Whereas designs are finite and discrete. Unlike life.
it’s constructs, just brainstorming activity evolutionary biologists perform and write it down on napkins which for reasons including lack of content is added to textbook anyways.
Richardthughes,
designs probably infinite as well but discrete.
The Book of Evolution
evolution = parent -> child variation, life and death, that’s all.
whatever subset of words/mechanisms you describe “variation” is still variation.
blind at that.
Wavelength is objective; color is not. Color can be a blend of wavelengths or cn be induced by flicker and movement.
The names of colors and the demarcation of color based on wavelength is subjective. The spectrum is continuous, just as variation is continuous. there is never an individual that is a different species than its parent.
How many types of car are there? Hair dryer? CPU?
all evolutionary algorithms work on just two principles:
1) random variation
2) life or death
a)
parent
|
varied child
if produces child, implies life. variation continues.
if not produces child, implies death. variation continues somewhere else (if somewhere else itself exists).
absolutely nothing more to evolution and evolutionary algorithms.
the rest is just abstractions/constructs for “variation”. duplications, blah blah blah…more words added, bigger textbook, more money, more funding, more scam.
I’m not sure that the ring species hypothesis is valid at all and herring gulls are probably not ring species as per the paper I linked.
With that stated this phenomena is categorically irrelevant to species seen as discrete entities. Species are not defined by sexual compatibility so sexual compatibility or lack thereof is beside the point entirely when discussing species in this framework.
Different populations of herring gulls may or may not be the same species regardless of whether or not they can interbreed. My approach would basically follow the traditional Linnaeuun pattern of cataloging species based on morphological differences
peace
lcer,
that glossed over stage 2, what’s the probability distribution for that and what is it contingent on?
Just how high are you?
Good thing we’ve advanced a bit since the 1700s then, isn’t it. We’ve learned a bit more than superficial “morphological differences” (or similarities, either).
Too bad for you, personally, that you can’t get in the time machine and go back. And stay there, happy as a clam.
Disagree wavelength is objective and color is as well. God knows what red looks like whether we do or not.
Again I disagree. An individual could be a different species than it’s parent if it approximates a a different form than it’s parent.

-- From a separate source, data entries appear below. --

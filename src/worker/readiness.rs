use std::sync::Arc;

use tokio::sync::watch;
use tracing::trace;

use crate::file_format::Dataset;

/// Holds the loaded dataset and lets requests wait until there is one.
///
/// Waiting never times out: if no dataset is ever published, waiters stay
/// suspended.
pub struct ReadinessGate {
    dataset: watch::Sender<Option<Arc<Dataset>>>,
}

impl Default for ReadinessGate {
    fn default() -> Self {
        ReadinessGate::new()
    }
}

impl ReadinessGate {
    pub fn new() -> ReadinessGate {
        let (dataset, _) = watch::channel(None);
        ReadinessGate { dataset }
    }

    /// Make `dataset` current, replacing any earlier one, and wake everyone
    /// waiting on it.
    pub fn publish(&self, dataset: Arc<Dataset>) {
        let previous = self.dataset.send_replace(Some(dataset));
        trace!(replaced = previous.is_some(), "published dataset");
    }

    pub fn current(&self) -> Option<Arc<Dataset>> {
        self.dataset.borrow().clone()
    }

    pub async fn wait_ready(&self) -> Arc<Dataset> {
        let mut rx = self.dataset.subscribe();
        let ready = match rx.wait_for(Option::is_some).await {
            Ok(current) => current.clone(),
            // Only possible once the sender is gone, and `self` owns it.
            Err(_) => None,
        };
        match ready {
            Some(dataset) => dataset,
            None => std::future::pending().await,
        }
    }
}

I realize that this is a different way of looking at the world than you are used to. The question I have is how do you would know that your perspective is the correct one?
Peace
from here
https://en.wikipedia.org/wiki/Phenetics
quote:
Many systematists continue to use phenetic methods, particularly in addressing species-level questions. While a major goal of taxonomy remains describing the ‘tree of life’ – the evolutionary path connecting all species – in fieldwork one needs to be able to separate one taxon from another. Classifying diverse groups of closely related organisms that differ by very subtle differences is difficult using a cladistic approach. Phenetics provides numerical tools for examining overall patterns of variation, allowing researchers to identify discrete groups that can be classified as species.
end quote:
peace
No peace.
Do you ever bother to pay attention to what you link which supposedly supports your foolish ideas?

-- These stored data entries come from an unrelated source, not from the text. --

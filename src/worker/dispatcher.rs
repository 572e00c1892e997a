use std::sync::{
    atomic::{AtomicU64, Ordering},
    Arc, Mutex, PoisonError,
};

use tokio::{
    sync::mpsc::{UnboundedReceiver, UnboundedSender},
    task::JoinHandle,
};
use tracing::{debug, info, info_span, warn, Instrument};

use super::{
    accessors::{get_details, get_list},
    bounds::query_nodes,
    config_synth::get_config,
    protocol::{Inbound, OutboundMessage, WorkerRequest, WorkerResponse},
    readiness::ReadinessGate,
    search::search,
};
use crate::{
    abstract_filtering::{LocalFiltering, TreeFiltering},
    config::WorkerConfig,
    file_format::{ingest_text, read_upload_text, Dataset, StatusMessage, UploadPayload},
    worker_error::{Result, WorkerError},
};

/// Everything a request handler may touch, shared by every in-flight request.
///
/// Search results are cached on the loaded `Dataset` itself, so replacing the
/// dataset also replaces the cache.
pub struct WorkerState {
    pub gate: ReadinessGate,
    pub filtering: Box<dyn TreeFiltering>,
    pub config: WorkerConfig,
    outbox: UnboundedSender<OutboundMessage>,
    /// Handed out to uploads in the order they were received.
    upload_seq: AtomicU64,
    /// Sequence number of the upload currently published.
    published_seq: Mutex<u64>,
}

impl WorkerState {
    fn post(&self, response: WorkerResponse, request_id: Option<u64>) {
        // The receiving side only goes away when the embedding application is
        // shutting down, at which point nobody wants the answer.
        if self
            .outbox
            .send(OutboundMessage {
                response,
                request_id,
            })
            .is_err()
        {
            debug!("outbox closed, dropping response");
        }
    }

    /// Publish the dataset from upload number `seq` unless a later upload has
    /// already been published.  Overlapping uploads may finish ingesting in
    /// any order; the one received last wins.
    pub fn publish_upload(&self, seq: u64, dataset: Arc<Dataset>) -> bool {
        let mut published = self
            .published_seq
            .lock()
            .unwrap_or_else(PoisonError::into_inner);
        if seq < *published {
            return false;
        }
        *published = seq;
        self.gate.publish(dataset);
        true
    }
}

/// The worker: owns the loaded dataset and answers requests about it.
///
/// Each request runs as its own task, so a request waiting for the dataset
/// doesn't hold up the ones behind it and responses may come back in any
/// order.
#[derive(Clone)]
pub struct Worker {
    state: Arc<WorkerState>,
}

impl Worker {
    pub fn new(config: WorkerConfig, outbox: UnboundedSender<OutboundMessage>) -> Worker {
        let filtering = Box::new(LocalFiltering::from_config(&config));
        Worker::with_filtering(config, filtering, outbox)
    }

    pub fn with_filtering(
        config: WorkerConfig,
        filtering: Box<dyn TreeFiltering>,
        outbox: UnboundedSender<OutboundMessage>,
    ) -> Worker {
        Worker {
            state: Arc::new(WorkerState {
                gate: ReadinessGate::new(),
                filtering,
                config,
                outbox,
                upload_seq: AtomicU64::new(0),
                published_seq: Mutex::new(0),
            }),
        }
    }

    pub fn state(&self) -> &WorkerState {
        &self.state
    }

    /// Start handling `inbound`.  Uploads are numbered here, in the order
    /// requests arrive, rather than when their task gets to run.
    pub fn spawn_request(&self, inbound: Inbound) -> JoinHandle<()> {
        let state = self.state.clone();
        let span = info_span!(
            "dispatch",
            request_type = inbound.request.type_name(),
            request_id = ?inbound.request_id
        );
        match inbound.request {
            WorkerRequest::Upload(payload) => {
                let seq = state.upload_seq.fetch_add(1, Ordering::SeqCst) + 1;
                let request_id = inbound.request_id;
                tokio::spawn(
                    async move { upload(&state, payload, seq, request_id).await }.instrument(span),
                )
            }
            request => {
                let request_id = inbound.request_id;
                tokio::spawn(dispatch(state, request, request_id).instrument(span))
            }
        }
    }

    /// Serve requests until `inbox` closes, then let in-flight requests
    /// finish.  Requests stuck waiting for a dataset that never arrives keep
    /// this from returning, same as they would keep a caller waiting.
    pub async fn run(&self, mut inbox: UnboundedReceiver<Inbound>) {
        let mut in_flight: Vec<JoinHandle<()>> = vec![];
        while let Some(inbound) = inbox.recv().await {
            in_flight.retain(|handle| !handle.is_finished());
            in_flight.push(self.spawn_request(inbound));
        }
        info!(in_flight = in_flight.len(), "inbox closed");
        for handle in in_flight {
            if let Err(err) = handle.await {
                warn!(%err, "request task failed");
            }
        }
    }
}

async fn dispatch(state: Arc<WorkerState>, request: WorkerRequest, request_id: Option<u64>) {
    let request_type = request.type_name();
    let response = match answer(&state, request).await {
        Ok(response) => response,
        Err(err) => {
            debug!(%err, "request failed");
            WorkerResponse::error(request_type, &err)
        }
    };
    state.post(response, request_id);
}

async fn answer(state: &WorkerState, request: WorkerRequest) -> Result<WorkerResponse> {
    let dataset = state.gate.wait_ready().await;
    let filtering = state.filtering.as_ref();
    Ok(match request {
        WorkerRequest::Query { bounds } => {
            WorkerResponse::Query(query_nodes(&dataset, filtering, bounds.as_ref()).await?)
        }
        WorkerRequest::Search {
            search: raw_spec,
            bounds,
        } => {
            let cache = dataset.result_cache(state.config.cache_budget);
            WorkerResponse::Search(
                search(&dataset, filtering, cache, &raw_spec, bounds.as_ref()).await?,
            )
        }
        WorkerRequest::Config => WorkerResponse::Config(get_config(&dataset, &state.config)),
        WorkerRequest::Details { node_id } => WorkerResponse::Details(get_details(&dataset, node_id)?),
        WorkerRequest::List { node_id, key } => {
            WorkerResponse::List(get_list(&dataset, filtering, node_id, &key).await?)
        }
        WorkerRequest::Upload(_) => {
            return Err(WorkerError::invariant("uploads are handled by `upload`"));
        }
    })
}

/// Load a dataset and publish it.  Progress and failure go out as status
/// messages under the upload's request id; on failure the previous dataset
/// (if any) stays in place.
async fn upload(state: &Arc<WorkerState>, payload: UploadPayload, seq: u64, request_id: Option<u64>) {
    let status = match load(state, payload, request_id).await {
        Ok(dataset) => {
            if state.publish_upload(seq, Arc::new(dataset)) {
                StatusMessage::progress("Dataset ready", Some(100))
            } else {
                info!(seq, "a later upload was published first");
                StatusMessage::failure("Superseded by a later upload".to_string())
            }
        }
        Err(err) => {
            warn!(%err, "upload failed");
            StatusMessage::failure(err.message())
        }
    };
    state.post(WorkerResponse::Status(status), request_id);
}

async fn load(
    state: &Arc<WorkerState>,
    payload: UploadPayload,
    request_id: Option<u64>,
) -> Result<Dataset> {
    let kind = payload.kind()?;
    info!(filename = ?payload.filename, ?kind, "loading upload");
    let text = read_upload_text(&payload).await?;

    let reporter_state = state.clone();
    let span = tracing::Span::current();
    let dataset = tokio::task::spawn_blocking(move || {
        let _entered = span.enter();
        let report = move |status: StatusMessage| {
            reporter_state.post(WorkerResponse::Status(status), request_id)
        };
        ingest_text(kind, &text, &report)
    })
    .await
    .map_err(|err| WorkerError::invariant(format!("ingestion task failed: {}", err)))??;

    info!(nodes = dataset.nodes.len(), "dataset loaded");
    Ok(dataset)
}

#[cfg(test)]
mod tests {
    use serde_json::{json, Map};
    use tokio::sync::mpsc::unbounded_channel;

    use super::*;
    use crate::file_format::dataset::test_support::{five_node_dataset, node};

    #[test]
    fn test_newest_upload_wins() {
        let (outbox, _outbound) = unbounded_channel();
        let worker = Worker::new(WorkerConfig::default(), outbox);
        let single =
            Dataset::build(vec![node(0, 0, 0.0, 0.0, json!({}))], vec![], vec![], Map::new())
                .unwrap();

        assert!(worker.state().publish_upload(2, Arc::new(five_node_dataset())));
        // Upload 1 was sent earlier but finished later.
        assert!(!worker.state().publish_upload(1, Arc::new(single)));
        assert_eq!(worker.state().gate.current().unwrap().nodes.len(), 5);
    }

    #[tokio::test]
    async fn test_upload_statuses_carry_request_id() {
        let (outbox, mut outbound) = unbounded_channel();
        let worker = Worker::new(WorkerConfig::default(), outbox);
        let inbound = Inbound::from_value(json!({
            "type": "upload",
            "request_id": 77,
            "filename": "t.nwk",
            "filetype": "nwk",
            "data": "(A,B);"
        }))
        .unwrap();
        worker.spawn_request(inbound).await.unwrap();

        let mut statuses = vec![];
        while let Ok(msg) = outbound.try_recv() {
            statuses.push(msg);
        }
        assert!(!statuses.is_empty());
        assert!(statuses.iter().all(|msg| msg.request_id == Some(77)));
        assert_eq!(
            statuses.last().unwrap().response,
            WorkerResponse::Status(StatusMessage::progress("Dataset ready", Some(100)))
        );
    }
}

Here’s the part which directly supports what I already said (we’ve advanced a bit since your beloved 1700s):
You should be embarrassed of your ignorance, not showing it off in public like you do.
I’ll grant we no longer use phenetic methods when looking at evolutionary relationships but we were talking about species.
I’m not sure I’d call the abandonment of phenetics in the deeper orders an advancement as witnessed by the never ending controversy with the make up of the tree of life but that is a discussion for another time.
Today we are discussing how to identify species and when it comes to species phenetics is still very much a valid approach
peace
and we have no clue whether variations can account for all of biology.